Problem to work on:
The answer must consist of every line from the data that holds "Enter".

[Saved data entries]
* * *

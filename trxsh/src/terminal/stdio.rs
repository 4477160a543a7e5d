use super::{offset, CursorPosition, Key, KeyEvent, Terminal, TerminalEvent, TerminalSize};
use async_trait::async_trait;
use std::collections::VecDeque;
use std::io::Write;
use std::sync::{Mutex, MutexGuard, PoisonError};

/// Terminal over the process's stdin/stdout using ANSI escape sequences.
///
/// stdin is read a line at a time; each line is replayed as one key event per
/// character followed by Enter, so line-oriented programs work unchanged.
#[derive(Debug, Default)]
pub struct StdioTerminal {
    pending: Mutex<VecDeque<TerminalEvent>>,
    cursor: Mutex<CursorPosition>,
}

impl StdioTerminal {
    #[must_use]
    pub fn new() -> Self {
        Self::default()
    }

    fn pending(&self) -> MutexGuard<'_, VecDeque<TerminalEvent>> {
        self.pending.lock().unwrap_or_else(PoisonError::into_inner)
    }

    fn cursor_mut(&self) -> MutexGuard<'_, CursorPosition> {
        self.cursor.lock().unwrap_or_else(PoisonError::into_inner)
    }

    fn emit(text: &str) {
        let mut stdout = std::io::stdout().lock();
        if let Err(e) = stdout.write_all(text.as_bytes()).and_then(|()| stdout.flush()) {
            tracing::warn!(error = %e, "failed to write to stdout");
        }
    }

    fn sync_cursor(&self) {
        let pos = *self.cursor_mut();
        Self::emit(&format!("\x1b[{};{}H", pos.y + 1, pos.x + 1));
    }
}

#[async_trait]
impl Terminal for StdioTerminal {
    fn write(&self, text: &str) {
        {
            let size = self.size();
            let mut cursor = self.cursor_mut();
            for c in text.chars() {
                if c == '\n' {
                    cursor.x = 0;
                    cursor.y = offset(cursor.y, 1, size.rows);
                } else {
                    cursor.x = offset(cursor.x, 1, size.cols);
                }
            }
        }
        Self::emit(&text.replace('\n', "\r\n"));
    }

    fn write_error(&self, text: &str) {
        let mut stderr = std::io::stderr().lock();
        if let Err(e) = stderr
            .write_all(text.replace('\n', "\r\n").as_bytes())
            .and_then(|()| stderr.flush())
        {
            tracing::warn!(error = %e, "failed to write to stderr");
        }
    }

    fn clear(&self) {
        *self.cursor_mut() = CursorPosition::default();
        Self::emit("\x1b[2J\x1b[H");
    }

    fn clear_line(&self) {
        self.cursor_mut().x = 0;
        Self::emit("\r\x1b[2K");
    }

    fn move_to(&self, x: u16, y: u16) {
        *self.cursor_mut() = CursorPosition { x, y };
        self.sync_cursor();
    }

    fn move_by(&self, dx: i32, dy: i32) {
        let size = self.size();
        {
            let mut cursor = self.cursor_mut();
            cursor.x = offset(cursor.x, dx, size.cols);
            cursor.y = offset(cursor.y, dy, size.rows);
        }
        self.sync_cursor();
    }

    fn cursor(&self) -> CursorPosition {
        *self.cursor_mut()
    }

    fn size(&self) -> TerminalSize {
        window_size()
    }

    async fn next_event(&self) -> Option<TerminalEvent> {
        if let Some(event) = self.pending().pop_front() {
            return Some(event);
        }

        let line = tokio::task::spawn_blocking(|| {
            let mut line = String::new();
            std::io::stdin().read_line(&mut line).map(|n| (n, line))
        })
        .await;

        let line = match line {
            Ok(Ok((0, _))) => return None,
            Ok(Ok((_, line))) => line,
            Ok(Err(e)) => {
                tracing::warn!(error = %e, "failed to read stdin");
                return None;
            }
            Err(e) => {
                tracing::warn!(error = %e, "stdin reader task failed");
                return None;
            }
        };

        let mut pending = self.pending();
        for c in line.trim_end_matches(['\r', '\n']).chars() {
            pending.push_back(TerminalEvent::Key(KeyEvent::plain(Key::Char(c))));
        }
        pending.push_back(TerminalEvent::Key(KeyEvent::plain(Key::Enter)));
        pending.pop_front()
    }

    fn has_pending_input(&self) -> bool {
        !self.pending().is_empty()
    }
}

/// Size advertised by the `COLUMNS` and `LINES` variables, 80x24 otherwise.
fn window_size() -> TerminalSize {
    size_from(
        std::env::var("COLUMNS").ok().as_deref(),
        std::env::var("LINES").ok().as_deref(),
    )
}

fn size_from(cols: Option<&str>, rows: Option<&str>) -> TerminalSize {
    let fallback = TerminalSize::default();
    let parse = |value: Option<&str>| {
        value
            .and_then(|v| v.trim().parse::<u16>().ok())
            .filter(|n| *n > 0)
    };
    TerminalSize {
        cols: parse(cols).unwrap_or(fallback.cols),
        rows: parse(rows).unwrap_or(fallback.rows),
    }
}

#[cfg(test)]
mod tests {
    use super::*;

    #[test]
    fn test_size_from_environment_values() {
        assert_eq!(
            size_from(Some("120"), Some("40")),
            TerminalSize { cols: 120, rows: 40 }
        );
        assert_eq!(size_from(None, None), TerminalSize::default());
        assert_eq!(size_from(Some("0"), Some("wide")), TerminalSize::default());
        assert_eq!(
            size_from(Some("100000"), Some(" 30 ")),
            TerminalSize { cols: 80, rows: 30 }
        );
    }
}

* * *

Task solution:
/// character followed by Enter, so line-oriented programs work unchanged.
        pending.push_back(TerminalEvent::Key(KeyEvent::plain(Key::Enter)));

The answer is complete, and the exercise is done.